§ Problem
Scan the material for the word "destroyed", and copy each line where it shows up.

---- Task input

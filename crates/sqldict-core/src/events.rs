//! Change notifications.
//!
//! A [`Database`](crate::Database) reports every structural change and every
//! sync pass to an [`EventSink`].

use crate::catalog::{ConstraintId, ConstraintKind, FieldId, TableId};
use parking_lot::Mutex;
use std::sync::atomic::{AtomicU64, Ordering};
use std::sync::Arc;
use tracing::debug;

/// Counter for generating unique event IDs.
static EVENT_COUNTER: AtomicU64 = AtomicU64::new(1);

fn generate_event_id() -> u64 {
    EVENT_COUNTER.fetch_add(1, Ordering::Relaxed)
}

/// Types of dictionary events.
#[derive(Debug, Clone, PartialEq, Eq)]
pub enum DictEventKind {
    /// Table or view added.
    TableAdded { table: TableId, name: String },
    /// Table or view destroyed.
    TableRemoved { table: TableId, name: String },
    /// Table properties changed.
    TableUpdated { table: TableId, name: String },
    /// Field added to a table.
    FieldAdded {
        table: TableId,
        field: FieldId,
        name: String,
    },
    /// Field destroyed.
    FieldRemoved {
        table: TableId,
        field: FieldId,
        name: String,
    },
    /// Field properties changed.
    FieldUpdated {
        table: TableId,
        field: FieldId,
        name: String,
    },
    /// Constraint added.
    ConstraintAdded {
        constraint: ConstraintId,
        table: TableId,
        kind: ConstraintKind,
    },
    /// Constraint destroyed.
    ConstraintRemoved {
        constraint: ConstraintId,
        table: TableId,
        kind: ConstraintKind,
    },
    /// Constraint name, description or owner changed.
    ConstraintUpdated {
        constraint: ConstraintId,
        table: TableId,
        kind: ConstraintKind,
    },
    /// Sync pass started.
    SyncStarted,
    /// Sync pass progress.
    SyncProgress {
        /// What is being reconciled.
        label: String,
        /// Items done so far.
        done: usize,
        /// Total items.
        total: usize,
    },
    /// Sync pass finished, successfully or not.
    SyncFinished,
}

/// A dictionary event with its sequence id.
#[derive(Debug, Clone, PartialEq, Eq)]
pub struct DictEvent {
    /// Unique, increasing event ID.
    pub id: u64,
    /// Event details.
    pub kind: DictEventKind,
}

impl DictEvent {
    /// Create a new event.
    pub fn new(kind: DictEventKind) -> Self {
        Self {
            id: generate_event_id(),
            kind,
        }
    }

    /// Check if the event reports an added, removed or updated object.
    pub fn is_change(&self) -> bool {
        !matches!(
            self.kind,
            DictEventKind::SyncStarted
                | DictEventKind::SyncProgress { .. }
                | DictEventKind::SyncFinished
        )
    }

    /// Format the event as a log line.
    pub fn to_log_line(&self) -> String {
        let desc = match &self.kind {
            DictEventKind::TableAdded { table, name } => {
                format!("TABLE_ADDED {} name={}", table, name)
            }
            DictEventKind::TableRemoved { table, name } => {
                format!("TABLE_REMOVED {} name={}", table, name)
            }
            DictEventKind::TableUpdated { table, name } => {
                format!("TABLE_UPDATED {} name={}", table, name)
            }
            DictEventKind::FieldAdded { table, field, name } => {
                format!("FIELD_ADDED {} {} name={}", table, field, name)
            }
            DictEventKind::FieldRemoved { table, field, name } => {
                format!("FIELD_REMOVED {} {} name={}", table, field, name)
            }
            DictEventKind::FieldUpdated { table, field, name } => {
                format!("FIELD_UPDATED {} {} name={}", table, field, name)
            }
            DictEventKind::ConstraintAdded {
                constraint,
                table,
                kind,
            } => format!("CONSTRAINT_ADDED {} {} type={}", constraint, table, kind.code()),
            DictEventKind::ConstraintRemoved {
                constraint,
                table,
                kind,
            } => format!(
                "CONSTRAINT_REMOVED {} {} type={}",
                constraint,
                table,
                kind.code()
            ),
            DictEventKind::ConstraintUpdated {
                constraint,
                table,
                kind,
            } => format!(
                "CONSTRAINT_UPDATED {} {} type={}",
                constraint,
                table,
                kind.code()
            ),
            DictEventKind::SyncStarted => "SYNC_STARTED".to_string(),
            DictEventKind::SyncProgress { label, done, total } => {
                format!("SYNC_PROGRESS {} {}/{}", label, done, total)
            }
            DictEventKind::SyncFinished => "SYNC_FINISHED".to_string(),
        };
        format!("id={} {}", self.id, desc)
    }
}

/// Receiver of dictionary events.
pub trait EventSink: Send + Sync {
    /// Deliver one event.
    fn emit(&self, event: DictEvent);
}

/// Event sink shared between a database and its observers.
pub type SharedEventSink = Arc<dyn EventSink>;

/// In-memory event sink for testing.
#[derive(Debug, Default)]
pub struct MemoryEventSink {
    events: Mutex<Vec<DictEvent>>,
}

impl MemoryEventSink {
    /// Create a new memory sink.
    pub fn new() -> Self {
        Self::default()
    }

    /// Get all received events.
    pub fn events(&self) -> Vec<DictEvent> {
        self.events.lock().clone()
    }

    /// Get the received events that report object changes.
    pub fn changes(&self) -> Vec<DictEvent> {
        self.events
            .lock()
            .iter()
            .filter(|e| e.is_change())
            .cloned()
            .collect()
    }

    /// Clear all events.
    pub fn clear(&self) {
        self.events.lock().clear();
    }

    /// Get event count.
    pub fn len(&self) -> usize {
        self.events.lock().len()
    }

    /// Check if empty.
    pub fn is_empty(&self) -> bool {
        self.events.lock().is_empty()
    }
}

impl EventSink for MemoryEventSink {
    fn emit(&self, event: DictEvent) {
        self.events.lock().push(event);
    }
}

/// Event sink that discards all events.
#[derive(Debug, Default)]
pub struct NullEventSink;

impl EventSink for NullEventSink {
    fn emit(&self, _event: DictEvent) {}
}

/// Event sink that writes events to the `tracing` log.
#[derive(Debug, Default)]
pub struct TracingEventSink;

impl EventSink for TracingEventSink {
    fn emit(&self, event: DictEvent) {
        debug!(target: "sqldict::events", "{}", event.to_log_line());
    }
}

--------

§ Answer box
    /// Table or view destroyed.
    /// Field destroyed.
    /// Constraint destroyed.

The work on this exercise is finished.